Russia is incensed at such of show of force by its Cold War rival in formerly communist-ruled eastern Europe. Moscow says the U.S.-led alliance is trying to encircle it close to the strategically important Black Sea, home to a Russian naval fleet and where NATO is also considering increasing patrols.

“It is part of the military and political containment of Russia,” Andrey Kelin, a senior Russian Foreign Ministry official, said on Thursday, the Interfax news agency reported.

“These decisions by NATO can only exacerbate an already difficult situation,” he added, saying the move would hinder efforts to repair ties between Russia and the alliance.

Russian President Vladimir Putin’s office said Moscow also doubted NATO’s stated aim of protecting the alliance against Iranian rockets following the historic nuclear deal with Tehran and world powers last year that Russia helped to negotiate.

“The situation with Iran has changed dramatically,” Putin’s spokesman Dmitry Peskov said.

RETALIATION

The readying of the shield also comes as NATO prepares a new deterrent in Poland and the Baltics, following Russia’s 2014 annexation of Crimea. In response, Russia is reinforcing its western and southern flanks with three new divisions.

Poland is concerned Russia may retaliate further by announcing the deployment of nuclear weapons to its enclave of Kaliningrad, located between Poland and Lithuania. Russia has stationed anti-aircraft and anti-ship missiles there, able to cover huge areas and complicate NATO’s ability to move around.

The Kremlin says the shield’s aim is to neutralize Moscow’s nuclear arsenal long enough for the United States to strike Russia in the event of war. Washington and NATO deny that.

“Missile defense … does not undermine or weaken Russia’s strategic nuclear deterrent,” NATO Secretary-General Jens Stoltenberg said at the Deveselu base.

However, Douglas Lute, the United States’ envoy to NATO, said NATO would press ahead with NATO’s biggest modernization since the Cold War. “We are deploying at sea, on the ground and in the air across the eastern flanks of the alliance … to deter any aggressor,” Lute said.

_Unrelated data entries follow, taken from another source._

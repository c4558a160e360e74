// Copyright 2016 Mozilla Foundation
//
// Licensed under the Apache License, Version 2.0 (the "License");
// you may not use this file except in compliance with the License.
// You may obtain a copy of the License at
//
//     http://www.apache.org/licenses/LICENSE-2.0
//
// Unless required by applicable law or agreed to in writing, software
// distributed under the License is distributed on an "AS IS" BASIS,
// WITHOUT WARRANTIES OR CONDITIONS OF ANY KIND, either express or implied.
// See the License for the specific language governing permissions and
// limitations under the License.

//! The MSVC `cl.exe` argument model and classifier.
//!
//! Grounded on the real `sccache` MSVC frontend
//! (`examples/TimNN-sccache/src/compiler/msvc.rs`) and generalized to the
//! full switch set and splitting rules `spec.md` §3/§4.1 describe.

use std::collections::HashSet;
use std::path::{Path, PathBuf};

use compiler::{Classification, PassthroughReason, Switch, SwitchClass};

lazy_static! {
    /// Switches that make a compilation produce extra output files we
    /// don't know how to cache (`cl.exe` equivalents of sccache's
    /// `-FA`/`-Fa`/etc deny-list), or that request a build mode we've
    /// decided not to guess at (`/Yc`, `/Yu`: see spec.md §9).
    static ref DENY_LIST: HashSet<&'static str> = [
        "FA", "Fa", "Fe", "Fm", "FR", "Fx", "Yc", "Yu",
    ].iter().cloned().collect();
}

/// The results of parsing a `cl.exe` commandline (spec.md §3, "Parsed
/// command line").
#[derive(Debug, Clone, PartialEq, Eq)]
pub struct ParsedArguments {
    pub input: PathBuf,
    pub output_obj: PathBuf,
    /// Switches in original order, classified, with output-location
    /// switches already stripped out (tracked separately as `output_obj`).
    pub switches: Vec<Switch>,
    pub z7: bool,
    pub show_includes_requested: bool,
}

/// Split `argv` (after response-file expansion) on each distinct source
/// file, producing one sub-invocation per source, duplicates preserved
/// (spec.md §4.1's SplitMulti tie-break).
fn split_sources(argv: &[String], sources: &[usize]) -> Vec<Vec<String>> {
    sources.iter().map(|&src_idx| {
        argv.iter().enumerate().filter_map(|(i, tok)| {
            if sources.contains(&i) && i != src_idx {
                None
            } else {
                Some(tok.clone())
            }
        }).collect()
    }).collect()
}

/// Classify a fully-expanded `cl.exe` argv.
pub fn classify(argv: &[String]) -> Classification {
    let mut source_indices = Vec::new();
    let mut switches = Vec::new();
    let mut output_arg: Option<String> = None;
    let mut compilation = false;
    let mut link = false;
    let mut zi = false;
    let mut z7 = false;
    let mut ep = false;
    let mut e = false;
    let mut show_includes = false;

    let mut i = 0;
    while i < argv.len() {
        let tok = &argv[i];
        let is_switch = tok.len() > 1 && (tok.starts_with('/') || tok.starts_with('-'));
        if !is_switch {
            source_indices.push(i);
            i += 1;
            continue;
        }
        let body = &tok[1..];
        match body {
            "c" => { compilation = true; i += 1; continue; }
            "link" => { link = true; i += 1; continue; }
            "Zi" => { zi = true; i += 1; continue; }
            "Z7" => { z7 = true; i += 1; continue; }
            "EP" => { ep = true; i += 1; continue; }
            "E" => { e = true; i += 1; continue; }
            "showIncludes" => { show_includes = true; i += 1; continue; }
            _ => {}
        }
        if body == "MP" || (body.starts_with("MP") && body[2..].chars().all(|c| c.is_ascii_digit()) && body.len() > 2) {
            // /MP or /MP<n>: parallelism, dropped by the normalizer later
            // but not cache-impacting; consumed here so it doesn't land in
            // `source_indices`.
            switches.push(Switch { name: "MP".into(), value: Some(body[2..].to_string()), class: SwitchClass::Informational, joined: true });
            i += 1;
            continue;
        }
        if let Some((name, value, class, joined, consumed)) = parse_known_switch(body, argv, i) {
            if DENY_LIST.contains(name.as_str()) {
                return Classification::Passthrough(PassthroughReason::Unsupported(format!("/{}", name)));
            }
            if name == "Fo" {
                output_arg = value.clone();
            }
            switches.push(Switch { name, value, class, joined });
            i += consumed;
            continue;
        }
        if DENY_LIST.contains(body) {
            return Classification::Passthrough(PassthroughReason::Unsupported(format!("/{}", body)));
        }
        // Unrecognized switch: retained verbatim, conservative.
        switches.push(Switch { name: body.to_string(), value: None, class: SwitchClass::Unrecognized, joined: true });
        i += 1;
    }

    if link {
        return Classification::Passthrough(PassthroughReason::Linking);
    }
    if !compilation {
        return Classification::Passthrough(PassthroughReason::NoSourceFile);
    }
    if ep || e {
        return Classification::Passthrough(PassthroughReason::PreprocessorOnly);
    }
    if zi {
        return Classification::Passthrough(PassthroughReason::ExternalDebugInfo);
    }
    if source_indices.is_empty() {
        return Classification::Passthrough(PassthroughReason::NoSourceFile);
    }
    if source_indices.len() > 1 {
        return Classification::SplitMulti(split_sources(argv, &source_indices));
    }

    let input = PathBuf::from(&argv[source_indices[0]]);
    let output_obj = match output_arg {
        Some(o) => resolve_output_obj(&o, &input),
        None => input.with_extension("obj"),
    };

    Classification::Cacheable(ParsedArguments {
        input,
        output_obj,
        switches,
        z7,
        show_includes_requested: show_includes,
    })
}

/// `/Fo` naming a directory gets the source's stem with a `.obj`
/// extension appended (spec.md §4.9 tie-break policy).
fn resolve_output_obj(fo_value: &str, input: &Path) -> PathBuf {
    let p = PathBuf::from(fo_value);
    if fo_value.ends_with('\\') || fo_value.ends_with('/') || p.is_dir() {
        let stem = input.file_stem().unwrap_or_default();
        let mut obj = p;
        obj.push(stem);
        obj.set_extension("obj");
        obj
    } else {
        p
    }
}

/// Switches with a known name and arity. Returns `(name, value, class,
/// joined, tokens_consumed)`.
fn parse_known_switch(body: &str, argv: &[String], i: usize) -> Option<(String, Option<String>, SwitchClass, bool, usize)> {
    // Output-location, joined-or-separate.
    for name in &["Fo", "Fd", "Fp"] {
        if body == *name {
            let (value, consumed) = take_value(argv, i, 1);
            return Some((name.to_string(), value, SwitchClass::OutputLocation, false, consumed));
        }
        if body.starts_with(name) {
            return Some((name.to_string(), Some(body[name.len()..].to_string()), SwitchClass::OutputLocation, true, 1));
        }
    }
    // Preprocessor-affecting with values.
    for name in &["I", "FI", "AI"] {
        if body == *name {
            let (value, consumed) = take_value(argv, i, 1);
            return Some((name.to_string(), value, SwitchClass::PreprocessorAffecting, false, consumed));
        }
        if body.starts_with(name) && body.len() > name.len() {
            return Some((name.to_string(), Some(body[name.len()..].to_string()), SwitchClass::PreprocessorAffecting, true, 1));
        }
    }
    // /D and /U: value may be empty (`/DFOO` has no `=`, `/DFOO=` has an
    // empty value — these are distinct per spec.md §4.9).
    for name in &["D", "U"] {
        if body == *name {
            let (value, consumed) = take_value(argv, i, 1);
            return Some((name.to_string(), value, SwitchClass::PreprocessorAffecting, false, consumed));
        }
        if body.starts_with(name) {
            return Some((name.to_string(), Some(body[name.len()..].to_string()), SwitchClass::PreprocessorAffecting, true, 1));
        }
    }
    if body == "X" {
        return Some(("X".to_string(), None, SwitchClass::PreprocessorAffecting, true, 1));
    }
    // Parallelism/diagnostics, dropped by the normalizer.
    for name in &["showIncludes", "nologo", "FS"] {
        if body == *name {
            return Some((name.to_string(), None, SwitchClass::Informational, true, 1));
        }
    }
    // Code-gen-affecting, retained verbatim.
    if body.starts_with("arch:") {
        return Some(("arch".to_string(), Some(body[5..].to_string()), SwitchClass::CodeGenAffecting, true, 1));
    }
    if body.starts_with("std:") {
        return Some(("std".to_string(), Some(body[4..].to_string()), SwitchClass::CodeGenAffecting, true, 1));
    }
    if body.starts_with('O') && body.len() > 1 && body[1..].chars().all(|c| c.is_ascii_alphanumeric()) {
        return Some(("O".to_string(), Some(body[1..].to_string()), SwitchClass::CodeGenAffecting, true, 1));
    }
    if body.starts_with("MD") || body.starts_with("MT") {
        return Some((body.to_string(), None, SwitchClass::CodeGenAffecting, true, 1));
    }
    if body.starts_with('W') && body.len() <= 5 {
        return Some((body.to_string(), None, SwitchClass::CodeGenAffecting, true, 1));
    }
    if body.starts_with("EH") {
        return Some((body.to_string(), None, SwitchClass::CodeGenAffecting, true, 1));
    }
    if body == "GL" {
        return Some(("GL".to_string(), None, SwitchClass::CodeGenAffecting, true, 1));
    }
    None
}

/// Consume a switch's value from the following token if `body` named the
/// switch alone (a separated-form invocation, `/Fo foo.obj`).
fn take_value(argv: &[String], i: usize, _arity_hint: usize) -> (Option<String>, usize) {
    match argv.get(i + 1) {
        Some(v) => (Some(v.clone()), 2),
        None => (None, 1),
    }
}

#[cfg(test)]
mod test {
    use super::*;
    use compiler::Classification;

    fn argv(args: &[&str]) -> Vec<String> {
        args.iter().map(|s| s.to_string()).collect()
    }

    #[test]
    fn test_classify_simple() {
        match classify(&argv(&["/c", "/O2", "a.c", "/Foa.obj"])) {
            Classification::Cacheable(p) => {
                assert_eq!(p.input, PathBuf::from("a.c"));
                assert_eq!(p.output_obj, PathBuf::from("a.obj"));
            }
            other => panic!("expected Cacheable, got {:?}", other),
        }
    }

    #[test]
    fn test_classify_link_is_passthrough() {
        assert_eq!(classify(&argv(&["/Fefoo.exe", "foo.obj"])), Classification::Passthrough(PassthroughReason::NoSourceFile));
        assert_eq!(classify(&argv(&["/c", "foo.c", "/link"])), Classification::Passthrough(PassthroughReason::Linking));
    }

    #[test]
    fn test_classify_zi_is_passthrough() {
        assert_eq!(classify(&argv(&["/c", "a.c", "/Zi", "/Foa.obj"])),
                   Classification::Passthrough(PassthroughReason::ExternalDebugInfo));
    }

    #[test]
    fn test_classify_z7_is_cacheable() {
        match classify(&argv(&["/c", "a.c", "/Z7", "/Foa.obj"])) {
            Classification::Cacheable(p) => assert!(p.z7),
            other => panic!("expected Cacheable, got {:?}", other),
        }
    }

    #[test]
    fn test_classify_multi_source_splits_with_duplicates() {
        match classify(&argv(&["/c", "a.c", "a.c", "b.c"])) {
            Classification::SplitMulti(subs) => {
                assert_eq!(subs.len(), 3);
            }
            other => panic!("expected SplitMulti, got {:?}", other),
        }
    }

    #[test]
    fn test_classify_no_source_is_passthrough() {
        assert_eq!(classify(&argv(&["/c", "/O2"])), Classification::Passthrough(PassthroughReason::NoSourceFile));
    }

    #[test]
    fn test_classify_deny_list_switch() {
        match classify(&argv(&["/c", "a.c", "/FA", "/Foa.obj"])) {
            Classification::Passthrough(PassthroughReason::Unsupported(_)) => {}
            other => panic!("expected Unsupported passthrough, got {:?}", other),
        }
    }

    #[test]
    fn test_define_with_and_without_value_are_distinct() {
        let a = classify(&argv(&["/c", "a.c", "/DFOO", "/Foa.obj"]));
        let b = classify(&argv(&["/c", "a.c", "/DFOO=", "/Foa.obj"]));
        let da = match a { Classification::Cacheable(p) => p.switches, _ => panic!() };
        let db = match b { Classification::Cacheable(p) => p.switches, _ => panic!() };
        assert_ne!(da, db);
    }

    #[test]
    fn test_output_to_directory_uses_source_stem() {
        match classify(&argv(&["/c", "sub/a.c", "/Foout/"])) {
            Classification::Cacheable(p) => {
                assert!(p.output_obj.to_string_lossy().contains("a.obj") || p.output_obj == PathBuf::from("out/a.obj"));
            }
            other => panic!("expected Cacheable, got {:?}", other),
        }
    }
}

At a cost of billions of dollars, the missile defense umbrella relies on radars to detect a ballistic missile launch into space. Sensors then measure the rocket’s trajectory and destroy it in space before it re-enters the earth’s atmosphere. The interceptors can be fired from ships or ground sites.

The Romanian shield, which is modeled on the United States’ so-called Aegis ships, was first assembled in New Jersey and then transferred to the Deveselu base in containers.

While U.S. and NATO officials are adamant that the shield is designed to counter threats from the Middle East and not Russia, they remained vague on whether the radars and interceptors could be reconfigured to defend against Russia in a conflict.

The United States says Russia has ballistic missiles, in breach of a treaty that agreed the two powers must not develop and deploy missiles with a range of 500 km (310.69 miles) to 5,500 km. The United States declared Russia in non-compliance of the treaty in July 2014.

The issue remains sensitive because the United States does not want to give the impression it would be able to shoot down Russian ballistic missiles that were carrying nuclear warheads, which is what Russia fears.